Commercial Paper (CP): They are primarily issued by corporate entities. It is
compulsory for the issuance of CPs that the company be assigned a rating of at least P1
by a recognized credit rating agency. An important point to be noted is that funds
raised through CPs do not represent fresh borrowings but are substitutes to a part of
the banking limits available to them.

Certificates of Deposit (CD): While banks are allowed to issue CDs with a maturity
period of less than 1 year, financial institutions can issue CDs with a maturity of at least
1 year. The prime reason for an active market in CDs in India is that their issuance does
not warrant reserve requirements for bank.

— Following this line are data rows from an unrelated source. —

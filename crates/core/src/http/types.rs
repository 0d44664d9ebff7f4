//! Request and response types shared by the pipeline and its transports.

use chrono::{DateTime, Utc};
use serde::de::DeserializeOwned;
use serde::{Deserialize, Serialize};
use serde_json::Value;
use thiserror::Error;
use tracing::warn;
use uuid::Uuid;

pub const AUTHORIZATION_HEADER: &str = "Authorization";
pub const CONTENT_TYPE_HEADER: &str = "Content-Type";
pub const CONTENT_TYPE_JSON: &str = "application/json; charset=UTF-8";
pub const BEARER_PREFIX: &str = "Bearer ";

#[derive(Debug, Clone, Copy, PartialEq, Eq, Serialize, Deserialize)]
#[serde(rename_all = "UPPERCASE")]
pub enum HttpMethod {
    Get,
    Post,
}

impl HttpMethod {
    pub fn as_str(&self) -> &'static str {
        match self {
            HttpMethod::Get => "GET",
            HttpMethod::Post => "POST",
        }
    }
}

/// A fully built request, ready for a transport.
#[derive(Debug, Clone)]
pub struct HttpRequest {
    /// Correlates log lines of all attempts of one logical request.
    pub id: Uuid,
    pub method: HttpMethod,
    pub url: String,
    pub headers: Vec<(String, String)>,
    /// Serialized JSON body.
    pub body: Option<String>,
}

impl HttpRequest {
    pub fn new(id: Uuid, method: HttpMethod, url: impl Into<String>, body: Option<String>) -> Self {
        Self {
            id,
            method,
            url: url.into(),
            headers: Vec::new(),
            body,
        }
    }

    /// Set a header, replacing any existing value (names are case-insensitive).
    pub fn set_header(&mut self, name: &str, value: impl Into<String>) {
        let value = value.into();
        match self
            .headers
            .iter_mut()
            .find(|(n, _)| n.eq_ignore_ascii_case(name))
        {
            Some(entry) => entry.1 = value,
            None => self.headers.push((name.to_string(), value)),
        }
    }

    pub fn header(&self, name: &str) -> Option<&str> {
        self.headers
            .iter()
            .find(|(n, _)| n.eq_ignore_ascii_case(name))
            .map(|(_, v)| v.as_str())
    }
}

/// What a transport saw on the wire.
#[derive(Debug, Clone, PartialEq, Eq)]
pub struct RawResponse {
    pub status: u16,
    pub body: String,
    /// The transport aborted the exchange.
    pub aborted: bool,
}

impl RawResponse {
    pub fn new(status: u16, body: impl Into<String>) -> Self {
        Self {
            status,
            body: body.into(),
            aborted: false,
        }
    }

    pub fn json(status: u16, body: &Value) -> Self {
        Self::new(status, body.to_string())
    }

    pub fn aborted() -> Self {
        Self {
            status: 0,
            body: String::new(),
            aborted: true,
        }
    }
}

/// Transport-level failures (no HTTP status was received).
#[derive(Debug, Clone, Error, PartialEq, Eq)]
pub enum TransportError {
    #[error("Request timed out")]
    Timeout,

    #[error("Connection failed: {0}")]
    ConnectionFailed(String),

    #[error("Transport error: {0}")]
    Other(String),
}

/// Application-level status of a request.
#[derive(Debug, Clone, Copy, PartialEq, Eq, Serialize, Deserialize)]
#[serde(rename_all = "snake_case")]
pub enum RequestStatus {
    Success,
    Error,
    AuthenticationFailed,
}

/// Normalized result of one HTTP exchange.
///
/// Only the response body may change after construction.
#[derive(Debug, Clone, PartialEq)]
pub struct RequestResult {
    status_code: u16,
    is_successful: bool,
    is_cancelled: bool,
    response_body: Option<Value>,
    custom_status: RequestStatus,
    request_url: String,
    execution_time_seconds: f64,
    created_at: DateTime<Utc>,
}

impl RequestResult {
    /// Wrap a transport response. The body is parsed as JSON, falling back to raw text.
    pub fn from_response(
        request_url: &str,
        response: RawResponse,
        requested_at: DateTime<Utc>,
        responded_at: DateTime<Utc>,
    ) -> Self {
        let body = parse_body(request_url, &response.body);
        Self::build(
            request_url,
            response.status,
            body,
            response.aborted,
            requested_at,
            responded_at,
        )
    }

    /// A result for a request that never got an HTTP status (status code 0).
    pub fn transport_failure(
        request_url: &str,
        error: &TransportError,
        requested_at: DateTime<Utc>,
        responded_at: DateTime<Utc>,
    ) -> Self {
        Self::build(
            request_url,
            0,
            Some(Value::String(error.to_string())),
            false,
            requested_at,
            responded_at,
        )
    }

    /// A result for a request that could not be built.
    pub fn client_failure(request_url: &str, message: impl Into<String>) -> Self {
        let now = Utc::now();
        Self::build(
            request_url,
            0,
            Some(Value::String(message.into())),
            false,
            now,
            now,
        )
    }

    /// A result for a request that could not be sent because no user is signed in.
    pub fn not_authenticated(request_url: &str) -> Self {
        let now = Utc::now();
        Self::build(request_url, 401, None, false, now, now).into_authentication_failed()
    }

    /// A synthetic successful result carrying `body`, used for cached data.
    pub fn cached(request_url: &str, body: Value) -> Self {
        let now = Utc::now();
        Self::build(request_url, 200, Some(body), false, now, now)
    }

    fn build(
        request_url: &str,
        status_code: u16,
        response_body: Option<Value>,
        is_cancelled: bool,
        requested_at: DateTime<Utc>,
        responded_at: DateTime<Utc>,
    ) -> Self {
        let is_successful = (200..300).contains(&status_code) && has_content(&response_body);
        let elapsed_ms = (responded_at - requested_at).num_milliseconds();

        Self {
            status_code,
            is_successful,
            is_cancelled,
            response_body,
            custom_status: if is_successful {
                RequestStatus::Success
            } else {
                RequestStatus::Error
            },
            request_url: request_url.to_string(),
            execution_time_seconds: elapsed_ms as f64 / 1000.0,
            created_at: Utc::now(),
        }
    }

    pub(crate) fn into_authentication_failed(mut self) -> Self {
        self.custom_status = RequestStatus::AuthenticationFailed;
        self
    }

    pub fn status_code(&self) -> u16 {
        self.status_code
    }

    pub fn is_successful(&self) -> bool {
        self.is_successful
    }

    pub fn is_cancelled(&self) -> bool {
        self.is_cancelled
    }

    pub fn custom_status(&self) -> RequestStatus {
        self.custom_status
    }

    pub fn is_authentication_failed(&self) -> bool {
        self.custom_status == RequestStatus::AuthenticationFailed
    }

    pub fn request_url(&self) -> &str {
        &self.request_url
    }

    pub fn execution_time_seconds(&self) -> f64 {
        self.execution_time_seconds
    }

    pub fn created_at(&self) -> DateTime<Utc> {
        self.created_at
    }

    pub fn body(&self) -> Option<&Value> {
        self.response_body.as_ref()
    }

    /// Replace the response body (post-processing such as sorting or filtering).
    pub fn set_body(&mut self, body: Value) {
        self.response_body = Some(body);
    }

    /// Deserialize the response body into `T`.
    pub fn parse_body<T: DeserializeOwned>(&self) -> Result<T, BodyError> {
        let body = self.response_body.as_ref().ok_or(BodyError::Missing)?;
        serde_json::from_value(body.clone()).map_err(|e| BodyError::Invalid(e.to_string()))
    }
}

#[derive(Debug, Clone, Error, PartialEq, Eq)]
pub enum BodyError {
    #[error("Response has no body")]
    Missing,

    #[error("Unexpected response body: {0}")]
    Invalid(String),
}

/// Result of sending a request through the pipeline.
#[derive(Debug, Clone, PartialEq)]
pub enum RequestOutcome {
    Completed(RequestResult),
    /// The request was superseded or explicitly cancelled. Nobody should observe it.
    Cancelled,
}

impl RequestOutcome {
    pub fn is_cancelled(&self) -> bool {
        matches!(self, RequestOutcome::Cancelled)
    }

    pub fn result(&self) -> Option<&RequestResult> {
        match self {
            RequestOutcome::Completed(result) => Some(result),
            RequestOutcome::Cancelled => None,
        }
    }

    pub fn into_result(self) -> Option<RequestResult> {
        match self {
            RequestOutcome::Completed(result) => Some(result),
            RequestOutcome::Cancelled => None,
        }
    }
}

fn parse_body(request_url: &str, text: &str) -> Option<Value> {
    if text.trim().is_empty() {
        return None;
    }
    match serde_json::from_str::<Value>(text) {
        Ok(Value::Null) => None,
        Ok(value) => Some(value),
        Err(e) => {
            // Some server errors come back as plain text or HTML.
            warn!(url = %request_url, error = %e, "Response body is not JSON");
            Some(Value::String(text.to_string()))
        }
    }
}

/// A body counts as present unless it is missing or JSON `null`.
fn has_content(body: &Option<Value>) -> bool {
    matches!(body, Some(value) if !value.is_null())
}

#[cfg(test)]
mod tests {
    use super::*;
    use chrono::Duration;
    use serde_json::json;

    fn result(status: u16, body: &str) -> RequestResult {
        let requested = Utc::now();
        let responded = requested + Duration::milliseconds(1500);
        RequestResult::from_response("https://h/v1/x", RawResponse::new(status, body), requested, responded)
    }

    #[test]
    fn test_success_requires_body() {
        let ok = result(200, r#"{"a":1}"#);
        assert!(ok.is_successful());
        assert_eq!(ok.custom_status(), RequestStatus::Success);

        let empty = result(200, "");
        assert!(!empty.is_successful());
        assert_eq!(empty.custom_status(), RequestStatus::Error);
        assert!(empty.body().is_none());
    }

    #[test]
    fn test_any_present_body_counts_as_content() {
        for body in ["false", "0", r#""""#, "[]", "{}"] {
            assert!(result(200, body).is_successful(), "body {}", body);
        }
        assert!(!result(200, "null").is_successful());
        assert!(!result(204, "  ").is_successful());
    }

    #[test]
    fn test_non_2xx_is_error() {
        let failed = result(404, r#"{"message":"missing"}"#);
        assert!(!failed.is_successful());
        assert_eq!(failed.status_code(), 404);
        assert_eq!(failed.body(), Some(&json!({"message": "missing"})));
    }

    #[test]
    fn test_non_json_body_falls_back_to_text() {
        let failed = result(500, "<html>Server Error</html>");
        assert_eq!(
            failed.body(),
            Some(&Value::String("<html>Server Error</html>".to_string()))
        );
    }

    #[test]
    fn test_execution_time_in_seconds() {
        let r = result(200, "{}");
        assert!((r.execution_time_seconds() - 1.5).abs() < f64::EPSILON);
        assert_eq!(r.request_url(), "https://h/v1/x");
    }

    #[test]
    fn test_aborted_response_is_cancelled() {
        let now = Utc::now();
        let r = RequestResult::from_response("u", RawResponse::aborted(), now, now);
        assert!(r.is_cancelled());
        assert!(!r.is_successful());
    }

    #[test]
    fn test_set_and_parse_body() {
        #[derive(Deserialize)]
        struct Payload {
            value: u32,
        }

        let mut r = result(200, r#"{"value":1}"#);
        r.set_body(json!({"value": 7}));
        assert_eq!(r.parse_body::<Payload>().unwrap().value, 7);

        let empty = result(204, "");
        assert_eq!(empty.parse_body::<Payload>().err(), Some(BodyError::Missing));
    }

    #[test]
    fn test_not_authenticated_marks_status() {
        let r = RequestResult::not_authenticated("/user/cabinets");
        assert_eq!(r.status_code(), 401);
        assert!(r.is_authentication_failed());
    }

    #[test]
    fn test_request_headers_replace_case_insensitive() {
        let mut request = HttpRequest::new(Uuid::new_v4(), HttpMethod::Get, "u", None);
        request.set_header("Authorization", "Bearer a");
        request.set_header("authorization", "Bearer b");

        assert_eq!(request.headers.len(), 1);
        assert_eq!(request.header("AUTHORIZATION"), Some("Bearer b"));
    }
}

Treasury Bills (T-Bills): T-Bills are issued by the RBI at the behest of the Government
of India and thus are actually a class of Government Securities. Presently T-Bills are
issued in maturity periods of 91 days, 182 days and 364 days. Potential investors have
to put in competitive bids. Non-competitive bids are also allowed in auctions (only from
specified entities like State Governments and their undertakings, statutory bodies and
individuals) wherein the bidder is allotted T-Bills at the weighted average cut off price.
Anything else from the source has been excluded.